No, that's not a bad word, it's my newest experiment from Baking with Julia.  It's an Eastern Mediterranean treat which you will probably call "mini-bagels" if you make them and give them to your kids.  And you want to make them!  They are delicious...and SO cute.

2 T sugar
2 t dry yeast
1/4 c very warm water
Combine these ingredients in a small bowl and whisk.  Let stand 4-5 minutes.

1 3/4 c warm water
3 c flour
Combine these in a bowl and stir well.  Add the yeast and again, stir well, for about a minute (whether by hand or by mixer).  Let this sponge sit for about 10 minutes.

1 1/2 t salt
1/4 t ground mahleb (optional).

Okay, about mahleb.  It is the ground kernels of a type of black cherry found in the Mediterranean region.  I swear I am not making this up.  I couldn't find it locally, so I went to the trusty ol' internet and of course you can get it from lots of places.  I ended up going with The World Spice Merchants (, and I figured that as long as I was paying all that money for postage, I might as well see what else was available...big mistake!  This very cool website has all kinds of spices and seasonings and it includes recipes for each one, in case you don't know what to do with it.  I ended up getting some vanilla beans and tomato powder (right) and Moroccan Spice Mixture (left).

ut I digress.
After adding the salt and mahleb, stir in more flour (probably up to another cup or two) till the dough can be kneaded, and then do so for about 8-10 minutes.  You can do this by hand or using a mixer with a dough hook.  For small batches of bread such as this, I use my treasured Kitchenaid Mixer.

Let dough rise for about 1 1/2-2 hours, till doubled in bulk.

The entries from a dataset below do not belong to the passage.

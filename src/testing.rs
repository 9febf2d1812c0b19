//! Scripted collaborators for unit tests.

use crate::connection::SignalingStage;
use crate::error::{CreationError, NegotiationError};
use crate::media::LocalStream;
use crate::notify::{Notifier, Severity};
use crate::peer::{PeerConnectionFactory, PeerEventSink, PeerTransport};
use crate::signaling::{IceCandidate, SdpType, SessionDescription};
use async_trait::async_trait;
use std::collections::{HashMap, HashSet};
use std::sync::atomic::{AtomicBool, AtomicU32, Ordering};
use std::sync::{Arc, Mutex};
use std::time::Duration;

/// Simulates the signaling stages of a peer connection.
#[derive(Default)]
pub struct MockPeer {
    stage: Mutex<Option<SignalingStage>>,
    local: Mutex<Option<SessionDescription>>,
    remote: Mutex<Vec<String>>,
    candidates: Mutex<Vec<IceCandidate>>,
    fail_next: AtomicBool,
    candidate_delay: Mutex<Option<Duration>>,
    closed: AtomicBool,
    counter: AtomicU32,
}

impl MockPeer {
    pub fn new() -> Self {
        Self::default()
    }

    /// Make the next offer/answer creation fail.
    pub fn fail_next(&self) {
        self.fail_next.store(true, Ordering::SeqCst);
    }

    /// Hold the next `add_ice_candidate` call for `delay` before recording it.
    pub fn delay_next_candidate(&self, delay: Duration) {
        *self.candidate_delay.lock().unwrap() = Some(delay);
    }

    pub fn is_closed(&self) -> bool {
        self.closed.load(Ordering::SeqCst)
    }

    pub fn local_description(&self) -> Option<SessionDescription> {
        self.local.lock().unwrap().clone()
    }

    /// SDP of every remote description applied, in order.
    pub fn applied_remote(&self) -> Vec<String> {
        self.remote.lock().unwrap().clone()
    }

    pub fn candidates(&self) -> Vec<IceCandidate> {
        self.candidates.lock().unwrap().clone()
    }

    fn set_stage(&self, stage: SignalingStage) {
        *self.stage.lock().unwrap() = Some(stage);
    }

    fn injected_failure(&self) -> Result<(), NegotiationError> {
        if self.fail_next.swap(false, Ordering::SeqCst) {
            return Err(NegotiationError::Other("injected failure".to_string()));
        }
        Ok(())
    }

    fn wrong_stage(&self, what: &str) -> NegotiationError {
        NegotiationError::Other(format!("cannot {} in {}", what, self.signaling_stage()))
    }
}

#[async_trait]
impl PeerTransport for MockPeer {
    fn signaling_stage(&self) -> SignalingStage {
        self.stage.lock().unwrap().unwrap_or(SignalingStage::Stable)
    }

    async fn has_remote_description(&self) -> bool {
        !self.remote.lock().unwrap().is_empty()
    }

    async fn create_offer(&self) -> Result<SessionDescription, NegotiationError> {
        self.injected_failure()?;
        let n = self.counter.fetch_add(1, Ordering::SeqCst);
        Ok(SessionDescription::offer(format!("mock-offer-{}", n)))
    }

    async fn create_answer(&self) -> Result<SessionDescription, NegotiationError> {
        self.injected_failure()?;
        if self.signaling_stage() != SignalingStage::HaveRemoteOffer {
            return Err(self.wrong_stage("answer"));
        }
        let n = self.counter.fetch_add(1, Ordering::SeqCst);
        Ok(SessionDescription::answer(format!("mock-answer-{}", n)))
    }

    async fn set_local_description(&self, desc: SessionDescription) -> Result<(), NegotiationError> {
        let next = match (self.signaling_stage(), desc.sdp_type) {
            (SignalingStage::Stable, SdpType::Offer) => SignalingStage::HaveLocalOffer,
            (SignalingStage::HaveRemoteOffer, SdpType::Answer) => SignalingStage::Stable,
            _ => return Err(self.wrong_stage("set local description")),
        };
        self.set_stage(next);
        *self.local.lock().unwrap() = Some(desc);
        Ok(())
    }

    async fn set_remote_description(
        &self,
        desc: SessionDescription,
    ) -> Result<(), NegotiationError> {
        let next = match (self.signaling_stage(), desc.sdp_type) {
            (SignalingStage::Stable | SignalingStage::HaveLocalOffer, SdpType::Offer) => {
                SignalingStage::HaveRemoteOffer
            }
            (SignalingStage::HaveLocalOffer, SdpType::Answer) => SignalingStage::Stable,
            _ => return Err(self.wrong_stage("set remote description")),
        };
        self.set_stage(next);
        self.remote.lock().unwrap().push(desc.sdp);
        Ok(())
    }

    async fn add_ice_candidate(&self, candidate: IceCandidate) -> Result<(), NegotiationError> {
        let delay = self.candidate_delay.lock().unwrap().take();
        if let Some(delay) = delay {
            tokio::time::sleep(delay).await;
        }
        self.candidates.lock().unwrap().push(candidate);
        Ok(())
    }

    async fn close(&self) -> Result<(), NegotiationError> {
        self.closed.store(true, Ordering::SeqCst);
        self.set_stage(SignalingStage::Closed);
        Ok(())
    }
}

/// Hands out [`MockPeer`]s and remembers them by participant.
#[derive(Default)]
pub struct MockFactory {
    peers: Mutex<HashMap<String, Arc<MockPeer>>>,
    sinks: Mutex<HashMap<String, PeerEventSink>>,
    failing: Mutex<HashSet<String>>,
    created: AtomicU32,
}

impl MockFactory {
    pub fn new() -> Arc<Self> {
        Arc::new(Self::default())
    }

    pub fn fail_for(&self, participant_id: &str) {
        self.failing.lock().unwrap().insert(participant_id.to_string());
    }

    pub fn peer(&self, participant_id: &str) -> Arc<MockPeer> {
        Arc::clone(&self.peers.lock().unwrap()[participant_id])
    }

    pub fn sink(&self, participant_id: &str) -> PeerEventSink {
        self.sinks.lock().unwrap()[participant_id].clone()
    }

    pub fn created(&self) -> u32 {
        self.created.load(Ordering::SeqCst)
    }
}

#[async_trait]
impl PeerConnectionFactory for MockFactory {
    async fn create(
        &self,
        _local: Option<&LocalStream>,
        events: PeerEventSink,
    ) -> Result<Arc<dyn PeerTransport>, CreationError> {
        let id = events.participant_id().to_string();
        if self.failing.lock().unwrap().contains(&id) {
            return Err(CreationError::Other(format!("refusing to create {}", id)));
        }
        let peer = Arc::new(MockPeer::new());
        self.peers.lock().unwrap().insert(id.clone(), Arc::clone(&peer));
        self.sinks.lock().unwrap().insert(id, events);
        self.created.fetch_add(1, Ordering::SeqCst);
        Ok(peer)
    }
}

#[derive(Default)]
pub struct RecordingNotifier {
    entries: Mutex<Vec<(String, Severity, Duration)>>,
}

impl RecordingNotifier {
    pub fn new() -> Arc<Self> {
        Arc::new(Self::default())
    }

    pub fn messages(&self) -> Vec<String> {
        self.entries
            .lock()
            .unwrap()
            .iter()
            .map(|(message, _, _)| message.clone())
            .collect()
    }

    pub fn entries(&self) -> Vec<(String, Severity, Duration)> {
        self.entries.lock().unwrap().clone()
    }
}

impl Notifier for RecordingNotifier {
    fn notify(&self, message: &str, severity: Severity, duration: Duration) {
        self.entries
            .lock()
            .unwrap()
            .push((message.to_string(), severity, duration));
    }
}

Turn out onto floured counter and knead for a minute or so.  Then cut it into 32 pieces.  I use this handy-dandy tool, which I have only owned for about a year and I can't BELIEVE I baked bread for all those years without it.  Not only is it great for cutting dough, you can also use the inch measures on it for the next step, and when you're all done you can use it to scrape up the dough that is stuck to your counter.  You NEED this tool.

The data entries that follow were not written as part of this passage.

//! Per-participant offer/answer sequencing.
//!
//! A [`Negotiator`] is a lock plus a FIFO of deferred inbound offers. While it
//! is `Negotiating` no local offer may start and no inbound offer is applied;
//! inbound offers queue up and are released one at a time by [`Negotiator::finish`]
//! followed by [`Negotiator::next_deferred`]. The lock is the only glare
//! avoidance: there is no rollback of a local offer.

use crate::connection::SignalingStage;
use crate::error::NegotiationError;
use crate::peer::PeerTransport;
use crate::signaling::SessionDescription;
use std::collections::VecDeque;

#[derive(Debug, Clone, Copy, PartialEq, Eq, Default)]
pub enum NegotiationState {
    #[default]
    Idle,
    Negotiating,
}

/// Outcome of asking to send a local offer.
#[derive(Debug, Clone, Copy, PartialEq, Eq)]
pub enum OfferDecision {
    /// Lock taken; create and send the offer.
    Proceed,
    /// Another negotiation holds the lock.
    Busy,
    /// The connection is not `stable`.
    WrongStage(SignalingStage),
}

/// Outcome of an inbound offer.
#[derive(Debug, Clone, PartialEq, Eq)]
pub enum InboundOffer {
    /// Lock taken; apply the offer and answer it.
    Apply(SessionDescription),
    /// Queued behind the running negotiation; `queued` offers are now waiting.
    Deferred { queued: usize },
    /// The connection cannot take an offer in this stage; the offer is dropped.
    Rejected(SignalingStage),
}

#[derive(Debug, Default)]
pub struct Negotiator {
    state: NegotiationState,
    pending: VecDeque<SessionDescription>,
}

impl Negotiator {
    pub fn new() -> Self {
        Self::default()
    }

    pub fn state(&self) -> NegotiationState {
        self.state
    }

    pub fn pending_offers(&self) -> usize {
        self.pending.len()
    }

    pub fn request_offer(&mut self, stage: SignalingStage) -> OfferDecision {
        if self.state == NegotiationState::Negotiating {
            return OfferDecision::Busy;
        }
        if stage != SignalingStage::Stable {
            return OfferDecision::WrongStage(stage);
        }
        self.state = NegotiationState::Negotiating;
        OfferDecision::Proceed
    }

    /// `have-local-offer` is accepted: the remote offer wins over our own
    /// outstanding one.
    pub fn receive_offer(&mut self, offer: SessionDescription, stage: SignalingStage) -> InboundOffer {
        if self.state == NegotiationState::Negotiating {
            self.pending.push_back(offer);
            return InboundOffer::Deferred {
                queued: self.pending.len(),
            };
        }
        match stage {
            SignalingStage::Stable | SignalingStage::HaveLocalOffer => {
                self.state = NegotiationState::Negotiating;
                InboundOffer::Apply(offer)
            }
            other => InboundOffer::Rejected(other),
        }
    }

    /// Release the lock, whether the negotiation succeeded or failed.
    pub fn finish(&mut self) {
        self.state = NegotiationState::Idle;
    }

    /// Oldest deferred offer, to be fed back through [`Negotiator::receive_offer`].
    pub fn next_deferred(&mut self) -> Option<SessionDescription> {
        self.pending.pop_front()
    }
}

/// Create an offer and install it as the local description.
pub async fn create_local_offer(
    peer: &dyn PeerTransport,
) -> Result<SessionDescription, NegotiationError> {
    let offer = peer.create_offer().await?;
    peer.set_local_description(offer.clone()).await?;
    Ok(offer)
}

/// Apply a remote offer, then create and install the answer.
pub async fn answer_remote_offer(
    peer: &dyn PeerTransport,
    offer: SessionDescription,
) -> Result<SessionDescription, NegotiationError> {
    peer.set_remote_description(offer).await?;
    let answer = peer.create_answer().await?;
    peer.set_local_description(answer.clone()).await?;
    Ok(answer)
}

#[cfg(test)]
mod tests {
    use super::*;
    use crate::testing::MockPeer;

    fn offer(sdp: &str) -> SessionDescription {
        SessionDescription::offer(sdp)
    }

    #[test]
    fn local_offer_requires_idle_and_stable() {
        let mut negotiator = Negotiator::new();
        assert_eq!(
            negotiator.request_offer(SignalingStage::HaveRemoteOffer),
            OfferDecision::WrongStage(SignalingStage::HaveRemoteOffer)
        );
        assert_eq!(negotiator.state(), NegotiationState::Idle);

        assert_eq!(negotiator.request_offer(SignalingStage::Stable), OfferDecision::Proceed);
        assert_eq!(negotiator.state(), NegotiationState::Negotiating);
        assert_eq!(negotiator.request_offer(SignalingStage::Stable), OfferDecision::Busy);

        negotiator.finish();
        assert_eq!(negotiator.state(), NegotiationState::Idle);
    }

    #[test]
    fn offers_during_negotiation_are_deferred_in_order() {
        let mut negotiator = Negotiator::new();
        negotiator.request_offer(SignalingStage::Stable);

        assert_eq!(
            negotiator.receive_offer(offer("first"), SignalingStage::HaveLocalOffer),
            InboundOffer::Deferred { queued: 1 }
        );
        assert_eq!(
            negotiator.receive_offer(offer("second"), SignalingStage::Stable),
            InboundOffer::Deferred { queued: 2 }
        );

        negotiator.finish();
        let next = negotiator.next_deferred().unwrap();
        assert_eq!(next.sdp, "first");
        assert_eq!(
            negotiator.receive_offer(next, SignalingStage::HaveLocalOffer),
            InboundOffer::Apply(offer("first"))
        );
        // The second offer stays queued behind the one being applied.
        assert_eq!(negotiator.pending_offers(), 1);

        negotiator.finish();
        assert_eq!(negotiator.next_deferred().unwrap().sdp, "second");
        assert!(negotiator.next_deferred().is_none());
    }

    #[test]
    fn offer_in_remote_offer_stage_is_rejected_not_queued() {
        let mut negotiator = Negotiator::new();
        assert_eq!(
            negotiator.receive_offer(offer("x"), SignalingStage::HaveRemoteOffer),
            InboundOffer::Rejected(SignalingStage::HaveRemoteOffer)
        );
        assert_eq!(negotiator.state(), NegotiationState::Idle);
        assert_eq!(negotiator.pending_offers(), 0);
    }

    #[test]
    fn local_offer_and_inbound_offer_exclude_each_other() {
        let mut negotiator = Negotiator::new();
        assert!(matches!(
            negotiator.receive_offer(offer("remote"), SignalingStage::Stable),
            InboundOffer::Apply(_)
        ));
        assert_eq!(negotiator.request_offer(SignalingStage::Stable), OfferDecision::Busy);
    }

    #[tokio::test]
    async fn offer_procedure_installs_local_description() {
        let peer = MockPeer::new();
        let offer = create_local_offer(&peer).await.unwrap();
        assert_eq!(peer.signaling_stage(), SignalingStage::HaveLocalOffer);
        assert_eq!(peer.local_description(), Some(offer));
    }

    #[tokio::test]
    async fn answer_procedure_returns_to_stable() {
        let peer = MockPeer::new();
        let answer = answer_remote_offer(&peer, offer("remote")).await.unwrap();
        assert_eq!(answer.sdp_type, crate::signaling::SdpType::Answer);
        assert_eq!(peer.signaling_stage(), SignalingStage::Stable);
        assert_eq!(peer.applied_remote(), vec!["remote".to_string()]);
    }

    #[tokio::test]
    async fn failures_propagate() {
        let peer = MockPeer::new();
        peer.fail_next();
        assert!(create_local_offer(&peer).await.is_err());
        assert_eq!(peer.signaling_stage(), SignalingStage::Stable);
    }
}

Roll each piece into a piece 6" or 7" long and then form a circle, pinching the ends together.  Place on a greased baking sheet.  Let rise for about 30 minutes. 
This is my nicest baking sheet.  I had the rest of my ka'kat on icky-looking sheets so I didn't photograph them.

Heat oven to 400.

Brush the ka'kat with an egg wash (1 egg, beaten with about 1 T of water) and sprinkle with sesame seeds.
Bake for about 20 minutes, watching them to make sure they don't get too crispy.  I think I baked mine a bit less, maybe 15-16 minutes.  I also switched the baking sheets halfway through (top rack to bottom and vice versa).
Cool on racks.
These can be frozen and crisped in a hot oven before serving, if desired.

In summary:

2 T sugar
2 t yeast
1/4 c very warm water
1 3/4  c warm water
4-5 c flour
1 1/2 t salt
1/4 t mahleb (optional)

1 egg
1 T water
sesame seeds

Proof yeast, sugar and 1/4 c water.  Combine rest of water with 3 c flour and stir well.  Add yeast mixture.  Let sit 10 minutes.

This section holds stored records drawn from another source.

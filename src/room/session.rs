//! The room actor: one task owns the registry, the local media and the
//! channel handle, and processes every event to completion before the next.
//!
//! Async capability work (offer/answer creation, description and candidate
//! application) runs in spawned tasks so a slow negotiation with one
//! participant never stalls the others. Those tasks only touch the
//! capability; their outcome comes back as a [`RoomEvent::NegotiationFinished`]
//! and all state changes happen here.

use super::state::{Participant, Registry, RemoteStream};
use crate::config::Config;
use crate::connection::{
    ConnectionMonitor, ConnectionState, ConnectionStatus, PeerState, SignalingStage,
};
use crate::error::{AppError, NegotiationError, ProtocolViolation, Result};
use crate::media::{LocalSession, MediaKind, MediaSource};
use crate::negotiation::{self, InboundOffer, OfferDecision};
use crate::notify::{Notifier, Severity};
use crate::peer::{PeerConnectionFactory, PeerEvent, PeerEventKind, PeerEventSink, PeerTransport};
use crate::signaling::{
    ChannelEvent, IceCandidate, MediaState, SessionDescription, SignalingClient, SignalingMessage,
    SignalingSender, NORMAL_CLOSURE,
};
use futures::future::join_all;
use std::sync::Arc;
use std::time::Duration;
use tokio::sync::{mpsc, oneshot, watch};
use tokio::task::JoinHandle;
use tokio::time::sleep;
use tracing::{debug, error, info, warn};

const SHORT: Duration = Duration::from_millis(2000);
const MEDIUM: Duration = Duration::from_millis(3000);
const LONG: Duration = Duration::from_millis(5000);
const MEDIA_ERROR: Duration = Duration::from_millis(8000);

#[derive(Debug)]
pub(crate) enum RoomEvent {
    RequestOffer {
        participant_id: String,
    },
    NegotiationFinished {
        participant_id: String,
        generation: u64,
        result: std::result::Result<(), NegotiationError>,
    },
    Toggle(MediaKind),
    Participants(oneshot::Sender<Vec<(Participant, Option<RemoteStream>)>>),
    Shutdown(oneshot::Sender<()>),
}

pub(crate) struct RoomActor {
    config: Config,
    registry: Registry,
    local: LocalSession,
    signaling: SignalingSender,
    factory: Arc<dyn PeerConnectionFactory>,
    notifier: Arc<dyn Notifier>,
    monitor: ConnectionMonitor,
    room_tx: mpsc::UnboundedSender<RoomEvent>,
    peer_tx: mpsc::UnboundedSender<PeerEvent>,
}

Add salt, mahleb and enough flour to make a stiff dough.  Knead for 8-10 minutes and let rise till doubled.
Divide into 32 pieces; roll each into a rope 6-7" long.  Form a circle and pinch ends together.  Place on greased baking sheet and let rise 30 minutes.  Brush with egg wash  and sprinkle on sesame seeds.  Bake at 400 for about 20 minutes.  Cool on rack.